The more numerous the weather stations, the more detailed and exact the situation is known. Nowadays, a large number of them have specialized personnel, although there are also a number of automatic stations located in inaccessible or remote places, such as polar regions, uninhabited islets or mountain ranges. In addition, there are meteorological frigates, ships that contain a very complete weather station on board and which are assigned a specific position in the middle of the ocean. However, it is necessary to emphasize that, with the great growth of the urban population since the end of the XIX century, most of Weather stations are currently located in urban areas, either because they are located in new cities or because they are located in rural populations absorbed by large urban centers in their expansion process, with which there is a bias introduced by urban microclimates that give foot to corroborate, erroneously, the increase in temperatures on a global scale (which would be proof of global warming).

Meteorological satellites

Main article: Meteorological satellite

Weather satellites are a type of artificial satellite used to monitor Earth's weather and climate, although they are also capable of seeing city lights, forest fires, pollution, auroras, sand and dust storms, ocean currents etc. Other satellites can detect changes in the Earth's vegetation, the state of the sea, the color of the ocean and the snowy areas.

The El Niño phenomenon and its effects are recorded daily in satellite images. The Antarctic ozone hole is drawn from data obtained by weather satellites. Collectively, weather satellites from China, the United States, Europe, Canada, India, Japan, and Russia provide a near-continuous observation of the global state of the atmosphere, albeit at a very detailed scale where cloud patterns and intensity can be identified. circulation of the winds, as well as the energy flows generated by meteorological phenomena.

The weather forecast

United States overview map for 21 October 2006.

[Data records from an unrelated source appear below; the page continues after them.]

// server/src/web/handlers/order_handlers.rs

use actix_web::{web, HttpResponse};
use rust_decimal::Decimal;
use serde::Deserialize;
use serde_json::json;
use tracing::{info, instrument};
use uuid::Uuid;

use crossdock::{CheckoutItem, CheckoutRequest, OrderStatus};

use crate::errors::ApiError;
use crate::state::AppState;
use crate::web::extractors::Identity;

// --- Request DTOs ---

#[derive(Deserialize, Debug)]
pub struct CreateOrderPayload {
  pub customer_id: Uuid,
  pub items: Vec<OrderItemPayload>,
  pub coupon_code: Option<String>,
  #[serde(default)]
  pub allow_without_coupon: bool,
  #[serde(default = "default_shipping_method")]
  pub shipping_method: String,
}

fn default_shipping_method() -> String {
  "standard".to_string()
}

/// Catalog lines carry `product_id`; external (dropship) lines carry
/// their own `name` and `unit_price` instead.
#[derive(Deserialize, Debug)]
pub struct OrderItemPayload {
  pub product_id: Option<Uuid>,
  pub quantity: u32,
  pub name: Option<String>,
  pub sku: Option<String>,
  pub unit_price: Option<Decimal>,
  pub variation: Option<serde_json::Value>,
}

#[derive(Deserialize, Debug)]
pub struct UpdateStatusPayload {
  pub status: String,
  pub note: Option<String>,
}

#[derive(Deserialize, Debug)]
pub struct ListOrdersQuery {
  pub customer_id: Option<Uuid>,
  pub status: Option<String>,
}

#[derive(Deserialize, Debug)]
pub struct SourcingPatchPayload {
  pub sourcing_ref: Option<String>,
  pub sourcing_note: Option<String>,
}

// --- Handler Implementations ---

#[instrument(
  name = "handler::create_order",
  skip(state, payload, identity),
  fields(customer_id = %payload.customer_id)
)]
pub async fn create_order(
  state: web::Data<AppState>,
  payload: web::Json<CreateOrderPayload>,
  identity: Identity,
) -> Result<HttpResponse, ApiError> {
  let payload = payload.into_inner();
  let request = CheckoutRequest {
    customer_id: payload.customer_id,
    items: payload
      .items
      .into_iter()
      .map(|item| CheckoutItem {
        product_id: item.product_id,
        quantity: item.quantity,
        name: item.name,
        sku: item.sku,
        unit_price: item.unit_price,
        variation: item.variation,
      })
      .collect(),
    coupon_code: payload.coupon_code,
    allow_without_coupon: payload.allow_without_coupon,
    shipping_method: payload.shipping_method,
  };

  let outcome = state.assembler.create(request, identity.actor()).await?;
  info!(
    order_number = %outcome.order.order_number,
    total = %outcome.order.total_amount,
    "order created"
  );

  Ok(HttpResponse::Created().json(json!({
    "order": outcome.order,
    "items": outcome.items,
    "deal": outcome.deal,
    "coupon": outcome.coupon,
    "coupon_rejection": outcome.coupon_rejection.map(|reason| reason.to_string()),
    "currency": state.config.currency,
  })))
}

#[instrument(name = "handler::get_order", skip(state))]
pub async fn get_order(
  state: web::Data<AppState>,
  path: web::Path<Uuid>,
) -> Result<HttpResponse, ApiError> {
  let summary = state.queries.summary(path.into_inner())?;
  Ok(HttpResponse::Ok().json(summary))
}

#[instrument(name = "handler::get_order_by_number", skip(state))]
pub async fn get_order_by_number(
  state: web::Data<AppState>,
  path: web::Path<String>,
) -> Result<HttpResponse, ApiError> {
  let summary = state.queries.by_number(&path.into_inner())?;
  Ok(HttpResponse::Ok().json(summary))
}

#[instrument(name = "handler::list_orders", skip(state, query))]
pub async fn list_orders(
  state: web::Data<AppState>,
  query: web::Query<ListOrdersQuery>,
) -> Result<HttpResponse, ApiError> {
  let status = match query.status.as_deref() {
    Some(raw) => Some(
      raw
        .parse::<OrderStatus>()
        .map_err(|e| ApiError::Validation(e.to_string()))?,
    ),
    None => None,
  };
  let orders = state.queries.list(query.customer_id, status);
  let count = orders.len();
  Ok(HttpResponse::Ok().json(json!({ "orders": orders, "count": count })))
}

#[instrument(name = "handler::update_order_status", skip(state, payload, identity))]
pub async fn update_status(
  state: web::Data<AppState>,
  path: web::Path<Uuid>,
  payload: web::Json<UpdateStatusPayload>,
  identity: Identity,
) -> Result<HttpResponse, ApiError> {
  let order_id = path.into_inner();
  let payload = payload.into_inner();
  let target = payload
    .status
    .parse::<OrderStatus>()
    .map_err(|e| ApiError::Validation(e.to_string()))?;

  // The cancellation workflow owns the stock restore, so a cancel target
  // must go through it rather than the bare transition.
  let order = if target == OrderStatus::Cancelled {
    state
      .cancellation
      .cancel(order_id, identity.actor(), payload.note)
      .await?
  } else {
    state
      .machine
      .transition(order_id, target, identity.actor(), payload.note)?
  };

  info!(order_number = %order.order_number, status = %order.status, "order status updated");
  Ok(HttpResponse::Ok().json(order))
}

#[instrument(name = "handler::delete_order", skip(state, identity))]
pub async fn delete_order(
  state: web::Data<AppState>,
  path: web::Path<Uuid>,
  identity: Identity,
) -> Result<HttpResponse, ApiError> {
  let admin = identity.require_admin()?;
  state.machine.delete(path.into_inner(), admin)?;
  Ok(HttpResponse::NoContent().finish())
}

#[instrument(name = "handler::order_history", skip(state))]
pub async fn order_history(
  state: web::Data<AppState>,
  path: web::Path<Uuid>,
) -> Result<HttpResponse, ApiError> {
  let order_id = path.into_inner();
  let history = state.queries.history(order_id)?;
  Ok(HttpResponse::Ok().json(json!({ "order_id": order_id, "history": history })))
}

#[instrument(name = "handler::patch_item_sourcing", skip(state, payload, identity))]
pub async fn patch_item_sourcing(
  state: web::Data<AppState>,
  path: web::Path<(Uuid, Uuid)>,
  payload: web::Json<SourcingPatchPayload>,
  identity: Identity,
) -> Result<HttpResponse, ApiError> {
  identity.require_admin()?;
  let (order_id, item_id) = path.into_inner();
  let payload = payload.into_inner();
  let item = state
    .machine
    .update_item_sourcing(order_id, item_id, payload.sourcing_ref, payload.sourcing_note)?;
  Ok(HttpResponse::Ok().json(item))
}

Several times a day, at fixed times, the data from each weather station, from ships and from satellites reach the regional services in charge of centralizing, analyzing and exploiting them, both to advance meteorology and to establish key weather forecasts for the coming days. As the observations are repeated every 3 hours (according to world synoptic time), the succession of maps and diagrams allows us to appreciate the synoptic evolution: we can see how disturbances form or resolve, if they are rising or lowering the pressure and temperature, if the force of the wind increases or decreases or if it changes direction, if the air masses that go towards that region are humid or dry, cold or warm, etc. It thus seems quite easy to predict the trajectory that the disturbances will follow and to know what the weather will be like in a certain place after one or several days. In reality, the atmosphere is a gigantic, turbulent, three-dimensional gaseous mass whose evolution is influenced by so many factors that one of these factors can unpredictably exert a preponderant action that upsets the expected evolution in an entire region. Thus, the forecast of the weather is less uncertain the less the anticipation and the smaller the space to which it refers. For this reason, the forecast is classified as micrometeorological, mesometeorological or macrometeorological, depending on whether it covers a space of 15 km, 15 to 200 km, respectively. km or more than 200 km. The forecasts are formulated in the form of bulletins, some of which are intended for the general public and others for certain branches of human activity and air and sea navigation, agriculture, construction, tourism, sports, regulation of water courses, certain industries, prevention of natural disasters, etc.